**Task brief**. Go through the entries below, tally each line that has the word "true", and give only the total.

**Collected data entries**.
● ● ●

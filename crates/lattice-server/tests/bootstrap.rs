//! Bootstrap tests: port-retry semantics and loopback sessions over a real
//! listener.

use async_trait::async_trait;
use lattice_connect::{
    ChannelError, ChannelInfo, ChannelState, InvocationDispatcher, MgmtChannel, MgmtContext,
};
use lattice_core_fleet::{EndpointKind, Selector};
use lattice_mgmt::{BeanDescriptor, BeanError, BeanRegistry, ManagedBean, MgmtConfig};
use lattice_proto::management_service_client::ManagementServiceClient;
use lattice_proto::{
    EndpointOutcome, ForwardRequest, HandshakeRequest, InvokeRequest, SESSION_METADATA_KEY,
};
use lattice_server::{MgmtServer, RequestForwarder, ServerConfig, ServerError};
use serde_json::{json, Value};
use std::sync::Arc;
use std::time::Duration;
use tokio::net::TcpListener;
use tonic::Status;

fn window(base: u16) -> ServerConfig {
    ServerConfig {
        bind_host: "127.0.0.1".to_string(),
        port: base,
        port_floor: base,
        port_ceiling: base + 10,
        max_bind_attempts: 8,
        ..ServerConfig::default()
    }
}

#[tokio::test]
async fn test_bind_conflicts_walk_to_the_next_free_port() {
    let base = 41_710;
    let mut occupied = Vec::new();
    for port in base..base + 3 {
        occupied.push(TcpListener::bind(("127.0.0.1", port)).await.unwrap());
    }

    let server = MgmtServer::new(window(base), EndpointKind::Node);
    let addr = server.start(Arc::new(BeanRegistry::new())).await.unwrap();
    assert_eq!(addr.port(), base + 3);
    assert!(server.is_running().await);
    assert_eq!(server.local_addr().await, Some(addr));

    server.stop().await;
    assert!(!server.is_running().await);

    // Stopping again is a no-op.
    server.stop().await;
    drop(occupied);
}

#[tokio::test]
async fn test_non_bind_failure_aborts_immediately() {
    // 192.0.2.1 is TEST-NET-1; binding it raises AddrNotAvailable, which is
    // not a conflict and must not trigger the port walk.
    let config = ServerConfig {
        bind_host: "192.0.2.1".to_string(),
        ..window(41_730)
    };
    let server = MgmtServer::new(config, EndpointKind::Node);
    let err = server
        .start(Arc::new(BeanRegistry::new()))
        .await
        .unwrap_err();
    assert!(matches!(err, ServerError::Io(_)));
    assert!(!server.is_running().await);
}

#[tokio::test]
async fn test_exhausted_window_reports_every_attempt() {
    let base = 41_750;
    let floor = TcpListener::bind(("127.0.0.1", base)).await.unwrap();
    let ceiling = TcpListener::bind(("127.0.0.1", base + 1)).await.unwrap();

    // A two-port window forces the walk to wrap and revisit the floor.
    let config = ServerConfig {
        port_ceiling: base + 1,
        max_bind_attempts: 5,
        ..window(base)
    };
    let server = MgmtServer::new(config, EndpointKind::Node);
    let err = server
        .start(Arc::new(BeanRegistry::new()))
        .await
        .unwrap_err();
    match err {
        ServerError::PortsExhausted { attempts, .. } => assert_eq!(attempts, 5),
        other => panic!("expected PortsExhausted, got {other}"),
    }
    drop((floor, ceiling));
}

struct StatusBean;

#[async_trait]
impl ManagedBean for StatusBean {
    async fn get_attribute(&self, name: &str) -> Result<Option<Value>, BeanError> {
        match name {
            "status" => Ok(Some(json!("serving"))),
            other => Err(BeanError::AttributeNotFound {
                bean: "status".to_string(),
                attribute: other.to_string(),
            }),
        }
    }

    async fn set_attribute(&self, name: &str, _value: Value) -> Result<(), BeanError> {
        Err(BeanError::AttributeReadOnly {
            bean: "status".to_string(),
            attribute: name.to_string(),
        })
    }

    async fn invoke(&self, operation: &str, _params: Vec<Value>) -> Result<Option<Value>, BeanError> {
        match operation {
            "ping" => Ok(Some(json!("pong"))),
            other => Err(BeanError::OperationNotFound {
                bean: "status".to_string(),
                operation: other.to_string(),
            }),
        }
    }

    fn descriptor(&self) -> BeanDescriptor {
        BeanDescriptor::default()
            .attribute("status", false)
            .operation("ping", &[], true)
    }
}

#[tokio::test]
async fn test_loopback_channel_dispatches_through_the_server() {
    let base = 41_770;
    let registry = Arc::new(BeanRegistry::new());
    registry
        .register(
            "lattice:type=node,name=status".parse().unwrap(),
            Arc::new(StatusBean),
        )
        .unwrap();

    let config = ServerConfig {
        auth_token: Some("secret".to_string()),
        ..window(base)
    };
    let server = MgmtServer::new(config, EndpointKind::Node);
    let addr = server.start(registry).await.unwrap();

    let info = ChannelInfo::remote("lattice", "127.0.0.1", addr.port());
    let channel = MgmtChannel::remote_with_token(info, MgmtConfig::default(), "secret");
    assert!(channel.connect_and_wait(Duration::from_secs(5)).await);

    let dispatcher = InvocationDispatcher::new(channel.clone(), Arc::new(MgmtContext::new()));

    let status = dispatcher
        .get_attribute("lattice:type=node,name=status", "status")
        .await
        .unwrap();
    assert_eq!(status, Some(json!("serving")));

    let pong = dispatcher
        .invoke("lattice:type=node,name=status", "ping", Vec::new(), Vec::new())
        .await
        .unwrap();
    assert_eq!(pong, Some(json!("pong")));

    // An unknown bean surfaces as a remote error, never a transport reset.
    let err = dispatcher
        .get_attribute("lattice:type=node,name=ghost", "status")
        .await
        .unwrap_err();
    assert!(matches!(err, ChannelError::Remote(_)));
    assert!(channel.is_connected());

    channel.close().await;
    server.stop().await;
}

#[tokio::test]
async fn test_wrong_token_never_connects() {
    let base = 41_790;
    let config = ServerConfig {
        auth_token: Some("secret".to_string()),
        ..window(base)
    };
    let server = MgmtServer::new(config, EndpointKind::Node);
    let addr = server.start(Arc::new(BeanRegistry::new())).await.unwrap();

    let info = ChannelInfo::remote("lattice", "127.0.0.1", addr.port());
    let client_config = MgmtConfig {
        connect_timeout_ms: 500,
        attempt_backoff_ms: 50,
        ..MgmtConfig::default()
    };
    let channel = MgmtChannel::remote_with_token(info, client_config, "wrong");
    assert!(!channel.connect_and_wait(Duration::from_secs(3)).await);
    assert_eq!(channel.state(), ChannelState::Closed);

    server.stop().await;
}

struct StaticForwarder;

#[async_trait]
impl RequestForwarder for StaticForwarder {
    async fn forward(
        &self,
        _selector: Selector,
        invoke: InvokeRequest,
    ) -> Result<Vec<EndpointOutcome>, Status> {
        Ok(vec![
            EndpointOutcome {
                uuid: "a".to_string(),
                ok: true,
                present: true,
                value: serde_json::to_vec(&json!({"operation": invoke.operation})).unwrap(),
                error: String::new(),
            },
            EndpointOutcome {
                uuid: "b".to_string(),
                ok: false,
                present: false,
                value: Vec::new(),
                error: "wedged".to_string(),
            },
        ])
    }
}

async fn open_session(port: u16) -> (ManagementServiceClient<tonic::transport::Channel>, String) {
    let mut client = ManagementServiceClient::connect(format!("http://127.0.0.1:{port}"))
        .await
        .unwrap();
    let response = client
        .handshake(HandshakeRequest {
            protocol: "lattice".to_string(),
            version: "test".to_string(),
            token: String::new(),
            codec: "json".to_string(),
        })
        .await
        .unwrap()
        .into_inner();
    assert!(response.accepted);
    assert_eq!(response.endpoint_kind, "node");
    (client, response.session_id)
}

fn forward_request(session: &str) -> tonic::Request<ForwardRequest> {
    let mut request = tonic::Request::new(ForwardRequest {
        selector: serde_json::to_vec(&Selector::All).unwrap(),
        invoke: Some(InvokeRequest {
            bean: "lattice:type=node,name=admin".to_string(),
            operation: "restart".to_string(),
            params: Vec::new(),
            signature: Vec::new(),
        }),
    });
    request
        .metadata_mut()
        .insert(SESSION_METADATA_KEY, session.parse().unwrap());
    request
}

#[tokio::test]
async fn test_forward_over_the_wire() {
    // Without a forwarder the call is unimplemented.
    let server = MgmtServer::new(window(41_810), EndpointKind::Node);
    let addr = server.start(Arc::new(BeanRegistry::new())).await.unwrap();
    let (mut client, session) = open_session(addr.port()).await;
    let err = client.forward(forward_request(&session)).await.unwrap_err();
    assert_eq!(err.code(), tonic::Code::Unimplemented);
    server.stop().await;

    // With one installed, per-endpoint outcomes come back verbatim.
    let server = MgmtServer::new(window(41_830), EndpointKind::Node);
    server.set_forwarder(Arc::new(StaticForwarder)).await;
    let addr = server.start(Arc::new(BeanRegistry::new())).await.unwrap();
    let (mut client, session) = open_session(addr.port()).await;
    let response = client
        .forward(forward_request(&session))
        .await
        .unwrap()
        .into_inner();
    assert_eq!(response.outcomes.len(), 2);
    assert!(response.outcomes[0].ok);
    assert_eq!(response.outcomes[1].error, "wedged");
    server.stop().await;
}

● ● ●

**Response to the exercise**. 3